You are viewing a plain text version of this content. The canonical link for it is here.
Posted to user@uima.apache.org by Richard Eckart de Castilho <re...@apache.org> on 2016/12/01 01:09:47 UTC
Re: Example of Tika FilesystemReader working with uimaFIT?
Hi,
you can set up a "types.txt" file as documented here [1] to
point uimaFIT to the type system descriptor that contains the missing
annotation type.
Alternatively, you can construct a load your type system description
in code and pass it after the class argument to createCollectionReader,
e.g.
TypeSystemDescription tsd = TypeSystemDescriptionFactory.createTypeSystemDescriptionFromPath(
"path/to/your/typesystem.xml");
CollectionReader readerEngine = CollectionReaderFactory.createCollectionReader(
FileSystemCollectionReader.class, tsd, ... params ...);
Cheers,
-- Richard
[1] https://uima.apache.org/d/uimafit-current/tools.uimafit.book.html#ugr.tools.uimafit.typesystem
> On 26.11.2016, at 22:26, Paul Browne <pa...@firstpartners.net> wrote:
>
> ​Folks,
>
> Wondering if there are any samples of using the Uima component Tika
> FilesystemReader working with uimaFIT?
>
> I've been playing around with it, getting several errors (probably my
> fault) but can't appear to find a similar example on the website / mailing
> list despite a search.
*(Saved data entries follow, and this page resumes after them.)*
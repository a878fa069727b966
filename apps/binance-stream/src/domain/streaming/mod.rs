//! Market and Account Event Types
//!
//! Canonical, codec-agnostic representation of every event the stream
//! sessions publish. Prices and quantities are exact decimals; times are UTC.

mod topic;

pub use topic::{Interval, StreamTarget, StreamTopic, TargetError};

use chrono::{DateTime, Utc};
use rust_decimal::Decimal;
use serde::{Deserialize, Serialize};

/// Envelope fields shared by every event.
#[derive(Debug, Clone, PartialEq, Eq, Serialize, Deserialize)]
pub struct EventHeader {
    /// Exchange event-type tag (`depthUpdate`, `kline`, ...).
    pub event_type: String,
    /// Server event time.
    pub event_time: DateTime<Utc>,
    /// Trading pair; absent on account streams.
    pub symbol: Option<String>,
}

/// One price level change.
#[derive(Debug, Clone, Copy, PartialEq, Eq, Serialize, Deserialize)]
pub struct PriceLevel {
    /// Level price.
    pub price: Decimal,
    /// New quantity at the level (zero removes it).
    pub quantity: Decimal,
}

/// Order book delta.
#[derive(Debug, Clone, PartialEq, Eq, Serialize, Deserialize)]
pub struct DepthEvent {
    /// Envelope.
    pub header: EventHeader,
    /// Final update id in this event.
    pub update_id: u64,
    /// Bid deltas in wire order.
    pub bids: Vec<PriceLevel>,
    /// Ask deltas in wire order.
    pub asks: Vec<PriceLevel>,
}

/// OHLCV bar contents.
#[derive(Debug, Clone, PartialEq, Eq, Serialize, Deserialize)]
pub struct Kline {
    /// Bar open time.
    pub open_time: DateTime<Utc>,
    /// Bar close time.
    pub close_time: DateTime<Utc>,
    /// Open price.
    pub open: Decimal,
    /// High price.
    pub high: Decimal,
    /// Low price.
    pub low: Decimal,
    /// Close (or last) price.
    pub close: Decimal,
    /// Base asset volume.
    pub volume: Decimal,
    /// Number of trades in the bar.
    pub trade_count: u64,
    /// Quote asset volume.
    pub quote_asset_volume: Decimal,
    /// Taker buy base asset volume.
    pub taker_buy_base_asset_volume: Decimal,
    /// Taker buy quote asset volume.
    pub taker_buy_quote_asset_volume: Decimal,
}

/// Candlestick update.
#[derive(Debug, Clone, PartialEq, Eq, Serialize, Deserialize)]
pub struct KlineEvent {
    /// Envelope.
    pub header: EventHeader,
    /// Bar interval.
    pub interval: Interval,
    /// First trade id in the bar.
    pub first_trade_id: i64,
    /// Last trade id in the bar.
    pub last_trade_id: i64,
    /// `true` once the bar is closed, `false` while it is still forming.
    pub is_final: bool,
    /// Bar values.
    pub kline: Kline,
}

/// Aggregated trade.
#[derive(Debug, Clone, PartialEq, Eq, Serialize, Deserialize)]
pub struct AggTradeEvent {
    /// Envelope.
    pub header: EventHeader,
    /// Aggregate trade id.
    pub agg_trade_id: u64,
    /// Price.
    pub price: Decimal,
    /// Quantity.
    pub quantity: Decimal,
    /// First constituent trade id.
    pub first_trade_id: u64,
    /// Last constituent trade id.
    pub last_trade_id: u64,
    /// Trade time.
    pub trade_time: DateTime<Utc>,
    /// Whether the buyer was the maker.
    pub buyer_is_maker: bool,
}

/// Raw trade.
#[derive(Debug, Clone, PartialEq, Eq, Serialize, Deserialize)]
pub struct TradeEvent {
    /// Envelope.
    pub header: EventHeader,
    /// Trade id.
    pub trade_id: u64,
    /// Price.
    pub price: Decimal,
    /// Quantity.
    pub quantity: Decimal,
    /// Buyer order id.
    pub buyer_order_id: u64,
    /// Seller order id.
    pub seller_order_id: u64,
    /// Trade time.
    pub trade_time: DateTime<Utc>,
    /// Whether the buyer was the maker.
    pub buyer_is_maker: bool,
}

/// Free and locked amounts of one asset.
#[derive(Debug, Clone, PartialEq, Eq, Serialize, Deserialize)]
pub struct Balance {
    /// Asset code.
    pub asset: String,
    /// Available amount.
    pub free: Decimal,
    /// Amount locked in open orders.
    pub locked: Decimal,
}

/// Account balances and permissions.
#[derive(Debug, Clone, PartialEq, Eq, Serialize, Deserialize)]
pub struct AccountSnapshot {
    /// Envelope.
    pub header: EventHeader,
    /// Maker commission rate.
    pub maker_commission: Decimal,
    /// Taker commission rate.
    pub taker_commission: Decimal,
    /// Buyer commission rate.
    pub buyer_commission: Decimal,
    /// Seller commission rate.
    pub seller_commission: Decimal,
    /// Trading permitted.
    pub can_trade: bool,
    /// Withdrawals permitted.
    pub can_withdraw: bool,
    /// Deposits permitted.
    pub can_deposit: bool,
    /// Time of the last account update.
    pub updated_at: DateTime<Utc>,
    /// Per-asset balances.
    pub balances: Vec<Balance>,
}

/// Order side.
#[derive(Debug, Clone, Copy, PartialEq, Eq, Serialize, Deserialize)]
#[serde(rename_all = "SCREAMING_SNAKE_CASE")]
pub enum OrderSide {
    /// Buy.
    Buy,
    /// Sell.
    Sell,
    /// Any side this crate does not know.
    #[serde(other)]
    Unknown,
}

/// Order type.
#[derive(Debug, Clone, Copy, PartialEq, Eq, Serialize, Deserialize)]
#[serde(rename_all = "SCREAMING_SNAKE_CASE")]
pub enum OrderType {
    /// Limit order.
    Limit,
    /// Market order.
    Market,
    /// Stop loss.
    StopLoss,
    /// Stop loss limit.
    StopLossLimit,
    /// Take profit.
    TakeProfit,
    /// Take profit limit.
    TakeProfitLimit,
    /// Post-only limit order.
    LimitMaker,
    /// Any order type this crate does not know.
    #[serde(other)]
    Unknown,
}

/// Time in force.
#[derive(Debug, Clone, Copy, PartialEq, Eq, Serialize, Deserialize)]
#[serde(rename_all = "SCREAMING_SNAKE_CASE")]
pub enum TimeInForce {
    /// Good till cancelled.
    Gtc,
    /// Immediate or cancel.
    Ioc,
    /// Fill or kill.
    Fok,
    /// Any time in force this crate does not know.
    #[serde(other)]
    Unknown,
}

/// What happened to the order in this report.
#[derive(Debug, Clone, Copy, PartialEq, Eq, Serialize, Deserialize)]
#[serde(rename_all = "SCREAMING_SNAKE_CASE")]
pub enum ExecutionType {
    /// Order accepted.
    New,
    /// Order cancelled by the user.
    Canceled,
    /// Order replaced (unused on spot).
    Replaced,
    /// Order rejected.
    Rejected,
    /// Part or all of the order filled.
    Trade,
    /// Order expired.
    Expired,
    /// Order expired by self-trade prevention.
    TradePrevention,
    /// Any execution type this crate does not know.
    #[serde(other)]
    Unknown,
}

/// Order status after this report.
#[derive(Debug, Clone, Copy, PartialEq, Eq, Serialize, Deserialize)]
#[serde(rename_all = "SCREAMING_SNAKE_CASE")]
pub enum OrderStatus {
    /// Accepted, nothing filled.
    New,
    /// Partially filled.
    PartiallyFilled,
    /// Completely filled.
    Filled,
    /// Cancelled.
    Canceled,
    /// Cancel in flight.
    PendingCancel,
    /// Rejected.
    Rejected,
    /// Expired.
    Expired,
    /// Expired by self-trade prevention in the matching engine.
    ExpiredInMatch,
    /// Accepted but not yet in the book.
    PendingNew,
    /// Any status this crate does not know.
    #[serde(other)]
    Unknown,
}

/// Order execution report from the account stream.
#[derive(Debug, Clone, PartialEq, Eq, Serialize, Deserialize)]
pub struct ExecutionReport {
    /// Envelope (symbol present).
    pub header: EventHeader,
    /// Client order id.
    pub client_order_id: String,
    /// Side.
    pub side: OrderSide,
    /// Order type.
    pub order_type: OrderType,
    /// Time in force.
    pub time_in_force: TimeInForce,
    /// Requested quantity.
    pub quantity: Decimal,
    /// Limit price.
    pub price: Decimal,
    /// Stop price.
    pub stop_price: Decimal,
    /// Iceberg quantity.
    pub iceberg_quantity: Decimal,
    /// Client id of the order being cancelled, if any.
    pub original_client_order_id: Option<String>,
    /// Execution type.
    pub execution_type: ExecutionType,
    /// Current order status.
    pub status: OrderStatus,
    /// Reject reason (`NONE` when not rejected).
    pub reject_reason: String,
    /// Exchange order id.
    pub order_id: i64,
    /// Quantity filled by the last execution.
    pub last_executed_quantity: Decimal,
    /// Total filled quantity.
    pub cumulative_filled_quantity: Decimal,
    /// Price of the last execution.
    pub last_executed_price: Decimal,
    /// Commission charged for the last execution.
    pub commission_amount: Decimal,
    /// Commission asset, if any commission was charged.
    pub commission_asset: Option<String>,
    /// Transaction time.
    pub transaction_time: DateTime<Utc>,
    /// Trade id (`-1` when the report is not a trade).
    pub trade_id: i64,
    /// Whether the order is on the book.
    pub is_working: bool,
    /// Whether the last execution was a maker fill.
    pub is_maker: bool,
    /// Order creation time.
    pub order_created_at: DateTime<Utc>,
    /// Cumulative quote asset transacted.
    pub cumulative_quote_quantity: Decimal,
}

/// Events carried by the account stream.
#[derive(Debug, Clone, PartialEq, Eq, Serialize, Deserialize)]
pub enum AccountEvent {
    /// Balances and permissions snapshot.
    Balances(AccountSnapshot),
    /// Order execution report.
    ExecutionReport(Box<ExecutionReport>),
}

impl AccountEvent {
    /// Envelope of the wrapped event.
    #[must_use]
    pub fn header(&self) -> &EventHeader {
        match self {
            Self::Balances(snapshot) => &snapshot.header,
            Self::ExecutionReport(report) => &report.header,
        }
    }
}

/// Any event from any stream.
#[derive(Debug, Clone, PartialEq, Eq, Serialize, Deserialize)]
pub enum StreamEvent {
    /// Order book delta.
    Depth(DepthEvent),
    /// Candlestick update.
    Kline(KlineEvent),
    /// Aggregated trade.
    AggTrade(AggTradeEvent),
    /// Raw trade.
    Trade(TradeEvent),
    /// Account update.
    Account(AccountEvent),
}

impl StreamEvent {
    /// Topic the event was published on.
    #[must_use]
    pub const fn topic(&self) -> StreamTopic {
        match self {
            Self::Depth(_) => StreamTopic::OrderBookDelta,
            Self::Kline(_) => StreamTopic::Kline,
            Self::AggTrade(_) => StreamTopic::AggTrade,
            Self::Trade(_) => StreamTopic::Trade,
            Self::Account(_) => StreamTopic::AccountUpdate,
        }
    }

    /// Envelope of the wrapped event.
    #[must_use]
    pub fn header(&self) -> &EventHeader {
        match self {
            Self::Depth(e) => &e.header,
            Self::Kline(e) => &e.header,
            Self::AggTrade(e) => &e.header,
            Self::Trade(e) => &e.header,
            Self::Account(e) => e.header(),
        }
    }
}

impl From<DepthEvent> for StreamEvent {
    fn from(event: DepthEvent) -> Self {
        Self::Depth(event)
    }
}

impl From<KlineEvent> for StreamEvent {
    fn from(event: KlineEvent) -> Self {
        Self::Kline(event)
    }
}

impl From<AggTradeEvent> for StreamEvent {
    fn from(event: AggTradeEvent) -> Self {
        Self::AggTrade(event)
    }
}

impl From<TradeEvent> for StreamEvent {
    fn from(event: TradeEvent) -> Self {
        Self::Trade(event)
    }
}

impl From<AccountEvent> for StreamEvent {
    fn from(event: AccountEvent) -> Self {
        Self::Account(event)
    }
}

#[cfg(test)]
mod tests {
    use super::*;

    fn header(event_type: &str, symbol: Option<&str>) -> EventHeader {
        EventHeader {
            event_type: event_type.to_string(),
            event_time: DateTime::from_timestamp_millis(1_700_000_000_000).unwrap(),
            symbol: symbol.map(str::to_string),
        }
    }

    #[test]
    fn stream_event_topic_and_header() {
        let event: StreamEvent = TradeEvent {
            header: header("trade", Some("BTCUSDT")),
            trade_id: 1,
            price: Decimal::new(1005, 1),
            quantity: Decimal::new(1, 3),
            buyer_order_id: 10,
            seller_order_id: 11,
            trade_time: DateTime::from_timestamp_millis(1_700_000_000_000).unwrap(),
            buyer_is_maker: true,
        }
        .into();

        assert_eq!(event.topic(), StreamTopic::Trade);
        assert_eq!(event.header().symbol.as_deref(), Some("BTCUSDT"));
    }

    #[test]
    fn account_event_header_has_no_symbol() {
        let event = AccountEvent::Balances(AccountSnapshot {
            header: header("outboundAccountInfo", None),
            maker_commission: Decimal::from(15),
            taker_commission: Decimal::from(15),
            buyer_commission: Decimal::ZERO,
            seller_commission: Decimal::ZERO,
            can_trade: true,
            can_withdraw: true,
            can_deposit: true,
            updated_at: DateTime::from_timestamp_millis(1_700_000_000_000).unwrap(),
            balances: vec![],
        });

        assert!(event.header().symbol.is_none());
        assert_eq!(StreamEvent::from(event).topic(), StreamTopic::AccountUpdate);
    }
}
Have downloaded and compiled source (Uima, Uima
> tools, examples); existing code is clear but when I try to combine them to
> do the following outline I get errors.
>
> Aim is to:
> 1)Read a collection of documents using the Uima component Tika
> FilesystemReader
> 2)later - do more serious POS tagging.
>
> The code for is:
>
> CollectionReader readerEngine =
> CollectionReaderFactory.createCollectionReader(FileSystemCollectionReader.class,
> FileSystemCollectionReader.PARAM_INPUTDIR,
> "C:\\Somelocation",
> FileSystemCollectionReader.PARAM_ENCODING, "UTF-8",
> FileSystemCollectionReader.PARAM_LANGUAGE, "EN");
>
> AggregateBuilder builder = new AggregateBuilder();
>
> SimplePipeline.runPipeline(readerEngine, builder.createAggregate());
>
> And the error is
> Exception in thread "main" org.apache.uima.cas.CASRuntimeException: JCas
> type "org.apache.uima.examples.SourceDocumentInformation" used in Java
> code, but was not declared in the XML type descriptor.
>
> Similar error referenced at link below, but not clear how to implement the
> suggested fix
> http://user.uima.apache.narkive.com/b940cOrO/how-to-test-a-collectionreader
>
> Any suggestions or pointers on the web that I should be looking at?
>
> Thanks for your help
>
> Paul